Abstract

Although Hydroxyurea is one of the most widely used drugs in treating breast cancer, the use of it leads to some side effects. Hence, in order to reduce complications of treatment and increase its efficiency, drug delivery has been attracted more attention. Present study included three stages. The first stage was involved in the synthesis of nanoparticles-loaded Hydroxyurea that its characteristics were evaluated by using scanning electron microscopy and Zetasizer system. In the second stage, cultured MCF-7 cells were undergone treatments by Hydroxyurea and Nanoparticles-loaded Hydroxyurea in various concentrations.
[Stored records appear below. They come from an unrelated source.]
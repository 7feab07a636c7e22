use crate::error::FetchError;
use std::fmt;

#[derive(Debug, Clone, Copy, PartialEq, Eq)]
pub enum Os {
    MacOS,
    Linux,
    Windows,
    FreeBsd,
    OpenBsd,
    Solaris,
}

#[derive(Debug, Clone, Copy, PartialEq, Eq)]
pub enum Arch {
    X86_64,
    Aarch64,
    X86,
    Arm,
}

impl Os {
    /// Identifier used in release file names
    pub fn release_id(self) -> &'static str {
        match self {
            Os::MacOS => "darwin",
            Os::Linux => "linux",
            Os::Windows => "windows",
            Os::FreeBsd => "freebsd",
            Os::OpenBsd => "openbsd",
            Os::Solaris => "solaris",
        }
    }
}

impl Arch {
    /// Identifier used in release file names
    pub fn release_id(self) -> &'static str {
        match self {
            Arch::X86_64 => "amd64",
            Arch::Aarch64 => "arm64",
            Arch::X86 => "386",
            Arch::Arm => "arm",
        }
    }
}

/// Target of a release artifact
#[derive(Debug, Clone, Copy, PartialEq, Eq)]
pub struct Platform {
    pub os: Os,
    pub arch: Arch,
}

impl Platform {
    pub fn new(os: Os, arch: Arch) -> Self {
        Self { os, arch }
    }

    /// Platform this binary was compiled for
    pub fn current() -> Result<Self, FetchError> {
        Ok(Self::new(detect_os()?, detect_arch()?))
    }

    /// `<os>_<arch>` as it appears in artifact names, e.g. `linux_amd64`
    pub fn suffix(self) -> String {
        format!("{}_{}", self.os.release_id(), self.arch.release_id())
    }
}

impl fmt::Display for Platform {
    fn fmt(&self, f: &mut fmt::Formatter<'_>) -> fmt::Result {
        write!(f, "{}", self.suffix())
    }
}

pub fn detect_os() -> Result<Os, FetchError> {
    #[cfg(target_os = "macos")]
    return Ok(Os::MacOS);

    #[cfg(target_os = "linux")]
    return Ok(Os::Linux);

    #[cfg(target_os = "windows")]
    return Ok(Os::Windows);

    #[cfg(target_os = "freebsd")]
    return Ok(Os::FreeBsd);

    #[cfg(target_os = "openbsd")]
    return Ok(Os::OpenBsd);

    #[cfg(any(target_os = "solaris", target_os = "illumos"))]
    return Ok(Os::Solaris);

    #[cfg(not(any(
        target_os = "macos",
        target_os = "linux",
        target_os = "windows",
        target_os = "freebsd",
        target_os = "openbsd",
        target_os = "solaris",
        target_os = "illumos"
    )))]
    Err(FetchError::UnsupportedPlatform(format!(
        "Unsupported operating system: {}",
        std::env::consts::OS
    )))
}

pub fn detect_arch() -> Result<Arch, FetchError> {
    #[cfg(target_arch = "x86_64")]
    return Ok(Arch::X86_64);

    #[cfg(target_arch = "aarch64")]
    return Ok(Arch::Aarch64);

    #[cfg(target_arch = "x86")]
    return Ok(Arch::X86);

    #[cfg(target_arch = "arm")]
    return Ok(Arch::Arm);

    #[cfg(not(any(
        target_arch = "x86_64",
        target_arch = "aarch64",
        target_arch = "x86",
        target_arch = "arm"
    )))]
    Err(FetchError::UnsupportedPlatform(format!(
        "Unsupported architecture: {}",
        std::env::consts::ARCH
    )))
}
In the third stage, the MCF-7 was treated by IC50 of Hydroxyurea and nanoparticles-loaded Hydroxyurea which are in combination with radiation and hyperthermia. Afterward, the viable of cell, apoptosis, and levels of caspase-8 and-9 proteins were assessed. The average size and the potential surface of nanoparticles and nanoparticles-loaded Hydroxyurea were 26 nm, 48 nm, 3.86 mV, and -29.3 mV, respectively. Results of MTT assay and apoptosis represented that the percentage of cytotoxicity in the treated groups by in combination group and nanoparticles-loaded Hydroxyurea was significantly increased in comparison with Hydroxyurea. This increase was dependent on the concentration of nanoparticles-loaded Hydroxyurea. Nevertheless, the activity of caspase-8 shows any significant changes, the activity of caspase-9 was significantly increased in the control and treatment groups. We concluded that nanoparticles-loaded Hydroxyurea and it in combination with radiation and hyperthermia induces mitochondrial-dependent apoptosis by down-regulation of caspase-8 and up-regulation of caspase-9 expressions and have higher toxicity effect on MCF-7 cells in comparison with pure Hydroxyurea.